[Dataset entries]
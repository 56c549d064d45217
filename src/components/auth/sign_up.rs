use web_sys::HtmlInputElement;
use yew::prelude::*;

use crate::context::use_navigator;
use crate::router::Route;
use crate::services::ApiClient;
use crate::state::SignUpForm;

#[derive(Clone, Copy)]
enum Field {
    Email,
    Password,
    PasswordConfirm,
    Nickname,
    PhoneNumber,
    Address,
}

fn apply(form: &mut SignUpForm, field: Field, value: String) {
    match field {
        Field::Email => form.email = value,
        Field::Password => form.password = value,
        Field::PasswordConfirm => form.password_confirm = value,
        Field::Nickname => form.nickname = value,
        Field::PhoneNumber => form.phone_number = value,
        Field::Address => form.address = value,
    }
}

#[function_component(SignUp)]
pub fn sign_up() -> Html {
    let navigator = use_navigator();
    let form = use_state(SignUpForm::default);
    let error = use_state(|| None::<String>);
    let submitting = use_state(|| false);

    let on_input = |field: Field| {
        let form = form.clone();
        Callback::from(move |e: InputEvent| {
            let input: HtmlInputElement = e.target_unchecked_into();
            let mut next = (*form).clone();
            apply(&mut next, field, input.value());
            form.set(next);
        })
    };

    let on_submit = {
        let form = form.clone();
        let error = error.clone();
        let submitting = submitting.clone();
        let navigator = navigator.clone();

        Callback::from(move |e: SubmitEvent| {
            e.prevent_default();
            if *submitting {
                return;
            }

            let request = match form.validate() {
                Ok(request) => request,
                Err(e) => {
                    error.set(Some(e.to_string()));
                    return;
                }
            };

            submitting.set(true);
            error.set(None);

            let error = error.clone();
            let submitting = submitting.clone();
            let navigator = navigator.clone();
            wasm_bindgen_futures::spawn_local(async move {
                match ApiClient::new().sign_up(&request).await {
                    Ok(()) => {
                        log::info!("✅ Account created for {}", request.email);
                        navigator.push(Route::SignIn);
                    }
                    Err(e) => {
                        log::error!("❌ Sign-up failed: {}", e);
                        error.set(Some(e.to_string()));
                    }
                }
                submitting.set(false);
            });
        })
    };

    let to_sign_in = {
        let navigator = navigator.clone();
        Callback::from(move |_: MouseEvent| navigator.push(Route::SignIn))
    };

    html! {
        <div class="auth-screen">
            <form class="auth-form" onsubmit={on_submit}>
                <h1>{"Sign up"}</h1>
                <div class="form-group">
                    <label for="email">{"Email"}</label>
                    <input type="email" id="email" value={form.email.clone()} oninput={on_input(Field::Email)} />
                </div>
                <div class="form-group">
                    <label for="password">{"Password"}</label>
                    <input type="password" id="password" value={form.password.clone()} oninput={on_input(Field::Password)} />
                </div>
                <div class="form-group">
                    <label for="password-confirm">{"Confirm password"}</label>
                    <input
                        type="password"
                        id="password-confirm"
                        value={form.password_confirm.clone()}
                        oninput={on_input(Field::PasswordConfirm)}
                    />
                </div>
                <div class="form-group">
                    <label for="nickname">{"Nickname"}</label>
                    <input type="text" id="nickname" value={form.nickname.clone()} oninput={on_input(Field::Nickname)} />
                </div>
                <div class="form-group">
                    <label for="phone">{"Phone number"}</label>
                    <input
                        type="tel"
                        id="phone"
                        placeholder="01012345678"
                        value={form.phone_number.clone()}
                        oninput={on_input(Field::PhoneNumber)}
                    />
                </div>
                <div class="form-group">
                    <label for="address">{"Address"}</label>
                    <input type="text" id="address" value={form.address.clone()} oninput={on_input(Field::Address)} />
                </div>
                if let Some(message) = &*error {
                    <p class="form-error">{message.clone()}</p>
                }
                <button type="submit" class="btn-primary" disabled={*submitting}>{"Create account"}</button>
                <div class="auth-links">
                    <button type="button" class="btn-link" onclick={to_sign_in}>{"Already a member? Sign in"}</button>
                </div>
            </form>
        </div>
    }
}
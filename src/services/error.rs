use thiserror::Error;

/// Failures at the HTTP boundary
#[derive(Debug, Clone, PartialEq, Error)]
pub enum ApiError {
    #[error("Request build error: {0}")]
    Build(String),

    #[error("Network error: {0}")]
    Network(String),

    #[error("Resource not found")]
    NotFound,

    #[error("HTTP {status}: {message}")]
    Http { status: u16, message: String },

    #[error("Parse error: {0}")]
    Parse(String),

    #[error("Browser API error: {0}")]
    Browser(String),

    /// The call succeeded but the backend reported `false`
    #[error("Backend rejected the request")]
    Rejected,
}

impl ApiError {
    pub fn is_unauthorized(&self) -> bool {
        matches!(self, ApiError::Http { status: 401 | 403, .. })
    }
}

* _PROBLEM_: Filter the entries by the string "Nickname" and copy each matching line.

* _EXERCISE RESULT_:
    Nickname,
        Field::Nickname => form.nickname = value,
                    <label for="nickname">{"Nickname"}</label>
                    <input type="text" id="nickname" value={form.nickname.clone()} oninput={on_input(Field::Nickname)} />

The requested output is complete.